Hey, this is Heather from the Renaissance English History Podcast, and this is your Tudor Minute for July 4.
On July 4, 1623, William Byrd died. William Byrd is affectionately called the Granddaddy of Elizabethan choral music, at least by me. He started his career working under Thomas Tallis, the granddaddy of early Tudor choral music. English sacred choral music is unique during this period because of the changes brought about during the Reformation.

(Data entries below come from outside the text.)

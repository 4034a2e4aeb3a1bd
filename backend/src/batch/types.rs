use serde::{Deserialize, Serialize};

use crate::sector::Sector;
use crate::sentiment::gappers::GapperKind;
use crate::timeframe::Timeframe;

/// One sector's scores inside a batch.
#[derive(Clone, Debug, PartialEq, Serialize, Deserialize)]
pub struct SectorRecord {
    pub sector: Sector,
    pub simple_score: f64,
    pub weighted_score: Option<f64>,
    pub sample_size: usize,
}

/// A complete, validated set of one record per canonical sector.
///
/// Built only by the validator; never mutated afterwards.
#[derive(Clone, Debug, PartialEq, Serialize, Deserialize)]
pub struct SectorBatch {
    pub batch_id: String,
    pub timeframe: Timeframe,
    pub timestamp_ms: u64,
    pub records: Vec<SectorRecord>,
}

/// A batch row as read back from storage (each row carries its own id and time).
#[derive(Clone, Debug, PartialEq, Serialize, Deserialize)]
pub struct StoredRecord {
    pub batch_id: String,
    pub timeframe: Timeframe,
    pub sector: Sector,
    pub simple_score: f64,
    pub weighted_score: Option<f64>,
    pub sample_size: usize,
    pub timestamp_ms: u64,
}

/// All stored rows sharing one `batch_id`.
#[derive(Clone, Debug, PartialEq, Serialize, Deserialize)]
pub struct StoredBatch {
    pub batch_id: String,
    pub timeframe: Timeframe,
    pub records: Vec<StoredRecord>,
}

impl StoredBatch {
    pub fn newest_ms(&self) -> Option<u64> {
        self.records.iter().map(|r| r.timestamp_ms).max()
    }

    pub fn oldest_ms(&self) -> Option<u64> {
        self.records.iter().map(|r| r.timestamp_ms).min()
    }

    pub fn into_sector_batch(self) -> SectorBatch {
        let timestamp_ms = self.newest_ms().unwrap_or_default();
        SectorBatch {
            batch_id: self.batch_id,
            timeframe: self.timeframe,
            timestamp_ms,
            records: self
                .records
                .into_iter()
                .map(|r| SectorRecord {
                    sector: r.sector,
                    simple_score: r.simple_score,
                    weighted_score: r.weighted_score,
                    sample_size: r.sample_size,
                })
                .collect(),
        }
    }
}

impl SectorBatch {
    /// Row view used by sinks.
    pub fn stored_records(&self) -> Vec<StoredRecord> {
        self.records
            .iter()
            .map(|r| StoredRecord {
                batch_id: self.batch_id.clone(),
                timeframe: self.timeframe,
                sector: r.sector.clone(),
                simple_score: r.simple_score,
                weighted_score: r.weighted_score,
                sample_size: r.sample_size,
                timestamp_ms: self.timestamp_ms,
            })
            .collect()
    }
}

/// Ranked mover persisted alongside the batch that produced it.
#[derive(Clone, Debug, PartialEq, Serialize, Deserialize)]
pub struct GapperRecord {
    pub sector: Sector,
    pub batch_id: String,
    pub timeframe: Timeframe,
    pub kind: GapperKind,
    pub rank: u8,
    pub instrument_id: String,
    pub percent_change: f64,
    pub volume: u64,
    pub price: f64,
}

While Henry VIII is famous for breaking away from the Pope and founding the Church of England, he kept most of the Catholic traditions, including choral music in Latin. But during the reign of his son Edward, who was a strong Protestant, the music was in English, and all the signs of Catholicism vanished from churches throughout England. Edward only reigned for half a decade, and was succeeded by his sister Mary, who was brought up Catholic, and brought England back into the fold of the Vatican, officially reuniting with Catholicism, and changing all the liturgy back to the traditional services. When she died, again after a short 5 year reign, her sister Elizabeth attempted to bridge the two traditions.
Composers who survived this period had to be incredibly versatile, writing music in English as well as Latin, and adapting to the new types of services, and the new liturgies. There was a great demand for new services, and new singers, and it’s one of the things that makes the music of this period so rich.